Among them were educational programs aimed at preventing social harm, common diseases, environmental destruction, AIDS, addiction and risky social behaviors.
“The ultimate goal of such activities is to build a culture of voluntary work and a sense of social responsibility to help the organization operate more effectively in the event of a disaster,” said Rafe’e adding that the presence of artists and athletes, awarding deserving emblems and devising motivational programs for more volunteers to join their efforts, are among the measures taken in this regard.
The Iran-Spain cooperation will include joint voluntary projects, attempts to promote global peace and using modern technology to accelerate and improve provision of aid and assistance during calamities, she said.

  NGOs Useful
Senent Garcia praised the scale of Iran’s voluntary work stating that NGOs are a useful platform to provide aid in deprived regions.

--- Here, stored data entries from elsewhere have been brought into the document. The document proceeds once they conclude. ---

//! Algebraic properties of the transform, compression and message codec,
//! checked on both kernel families.

use kyber_core::math::{
    backend::{Lanes, PolyOps, Portable, ETA2_BYTES, ETA3_BYTES},
    reduce::fqmul,
};
use kyber_core::{CompressWidth, Polynomial, D1, D10, D11, D4, D5, N, Q, SYMBYTES};
use proptest::{collection::vec, prelude::*};

fn coeffs(range: core::ops::Range<i16>) -> impl Strategy<Value = [i16; N]> {
    vec(range, N).prop_map(|v| <[i16; N]>::try_from(v).unwrap())
}

fn bytes<const L: usize>() -> impl Strategy<Value = [u8; L]> {
    vec(any::<u8>(), L).prop_map(|v| <[u8; L]>::try_from(v).unwrap())
}

/// `a * b` in `Z_q[X]/(X^256 + 1)`, canonical.
fn negacyclic_product(a: &[i16; N], b: &[i16; N]) -> [i16; N] {
    let mut acc = [0i64; N];
    for i in 0..N {
        for j in 0..N {
            let p = a[i] as i64 * b[j] as i64;
            if i + j < N {
                acc[i + j] += p;
            } else {
                acc[i + j - N] -= p;
            }
        }
    }
    acc.map(|c| c.rem_euclid(Q as i64) as i16)
}

fn ntt_roundtrip<B: PolyOps>(a: &[i16; N]) {
    let mut r = *a;
    B::ntt(&mut r);
    assert!(r.iter().all(|c| (0..=Q).contains(c)));
    B::inverse_ntt(&mut r);
    // The inverse leaves a factor of R = 2^16 behind.
    for (x, y) in r.iter().zip(a) {
        assert_eq!(fqmul(*x, 1).rem_euclid(Q), y.rem_euclid(Q));
    }
}

fn ntt_product<B: PolyOps>(a: &[i16; N], b: &[i16; N]) -> [i16; N] {
    let (mut ah, mut bh, mut r) = (*a, *b, [0i16; N]);
    B::ntt(&mut ah);
    B::ntt(&mut bh);
    B::basemul(&mut r, &ah, &bh);
    B::inverse_ntt(&mut r);
    r.map(|c| c.rem_euclid(Q))
}

fn distance_mod_q(x: i16, y: i16) -> i16 {
    let d = (x - y).rem_euclid(Q);
    d.min(Q - d)
}

fn check_compress<D: CompressWidth>(a: &[i16; N]) {
    let mut buf = [0u8; 352];
    let p = Polynomial::from(*a);
    p.compress::<D>(&mut buf[..D::POLY_BYTES]).unwrap();
    let back = Polynomial::decompress::<D>(&buf[..D::POLY_BYTES]).unwrap();
    let bound = (Q + (1 << D::D)) >> (D::D + 1);
    for (&x, &y) in a.iter().zip(back.coeffs()) {
        assert!((0..Q).contains(&y));
        assert!(distance_mod_q(x, y) <= bound, "d={} x={x} y={y}", D::D);
    }
}

proptest! {
    #[test]
    fn ntt_inverts_on_every_backend(a in coeffs(-Q + 1..Q)) {
        ntt_roundtrip::<Portable>(&a);
        ntt_roundtrip::<Lanes>(&a);
    }

    #[test]
    fn ntt_multiplication_is_negacyclic(a in coeffs(0..Q), b in coeffs(-3..4)) {
        let want = negacyclic_product(&a, &b);
        prop_assert_eq!(ntt_product::<Portable>(&a, &b), want);
        prop_assert_eq!(ntt_product::<Lanes>(&a, &b), want);
    }

    #[test]
    fn compression_error_is_bounded(a in coeffs(0..2 * Q)) {
        check_compress::<D1>(&a);
        check_compress::<D4>(&a);
        check_compress::<D5>(&a);
        check_compress::<D10>(&a);
        check_compress::<D11>(&a);
    }

    #[test]
    fn message_survives_small_noise(msg in bytes::<SYMBYTES>(), e in coeffs(-800..801)) {
        let mut p = Polynomial::from_message(&msg);
        p += &Polynomial::from(e);
        p.reduce();
        prop_assert_eq!(p.to_message(), msg);
    }

    #[test]
    fn backends_agree_on_transforms(a in coeffs(-4 * Q..4 * Q)) {
        let (mut p, mut l) = (a, a);
        Portable::inverse_ntt(&mut p);
        Lanes::inverse_ntt(&mut l);
        prop_assert_eq!(p, l);

        let (mut p, mut l) = (a.map(|c| c % Q), a.map(|c| c % Q));
        Portable::ntt(&mut p);
        Lanes::ntt(&mut l);
        prop_assert_eq!(p, l);
    }

    #[test]
    fn backends_agree_on_pointwise(a in coeffs(0..Q), b in coeffs(0..Q), c in coeffs(-Q..Q)) {
        let (mut p, mut l) = (c, c);
        Portable::basemul_acc(&mut p, &a, &b);
        Lanes::basemul_acc(&mut l, &a, &b);
        prop_assert_eq!(p, l);

        Portable::to_mont(&mut p);
        Lanes::to_mont(&mut l);
        prop_assert_eq!(p, l);
    }

    #[test]
    fn backends_agree_on_compression(a in coeffs(0..2 * Q)) {
        for d in [1, 4, 5, 10, 11] {
            let (mut p, mut l) = ([0u16; N], [0u16; N]);
            Portable::compress(&mut p, &a, d);
            Lanes::compress(&mut l, &a, d);
            prop_assert_eq!(p, l, "d={}", d);

            let (mut pd, mut ld) = ([0i16; N], [0i16; N]);
            Portable::decompress(&mut pd, &p, d);
            Lanes::decompress(&mut ld, &l, d);
            prop_assert_eq!(pd, ld, "d={}", d);
        }
    }

    #[test]
    fn backends_agree_on_cbd(b2 in bytes::<ETA2_BYTES>(), b3 in bytes::<ETA3_BYTES>()) {
        let (mut p, mut l) = ([0i16; N], [0i16; N]);
        Portable::cbd_eta2(&mut p, &b2);
        Lanes::cbd_eta2(&mut l, &b2);
        prop_assert_eq!(p, l);
        prop_assert!(p.iter().all(|c| (-2..=2).contains(c)));

        Portable::cbd_eta3(&mut p, &b3);
        Lanes::cbd_eta3(&mut l, &b3);
        prop_assert_eq!(p, l);
        prop_assert!(p.iter().all(|c| (-3..=3).contains(c)));
    }
}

Pointing to the 1.4 million Red Cross volunteers in Spain, he said Iran’s voluntary force is far greater. “IRCS pamphlets are found frequently across the streets of Tehran which shows the people’s unity and interest in providing help during disasters and times of need, in spite of their differences,” Senent Garcia observed.
He pointed to Spain’s achievements in using cutting-edge technology to reach and unite volunteers; the successful implementation of job-creating educational programs for the youth; and employment of one million people in companies collaborating with the Spanish Red Cross.
He expressed hope that Iran and Spain would share their knowledge and expertise to run joint projects as well as present their achievements to other countries and the IFRC.
The two sides reached preliminary agreements with regard to sharing experience and setting up joint voluntary projects.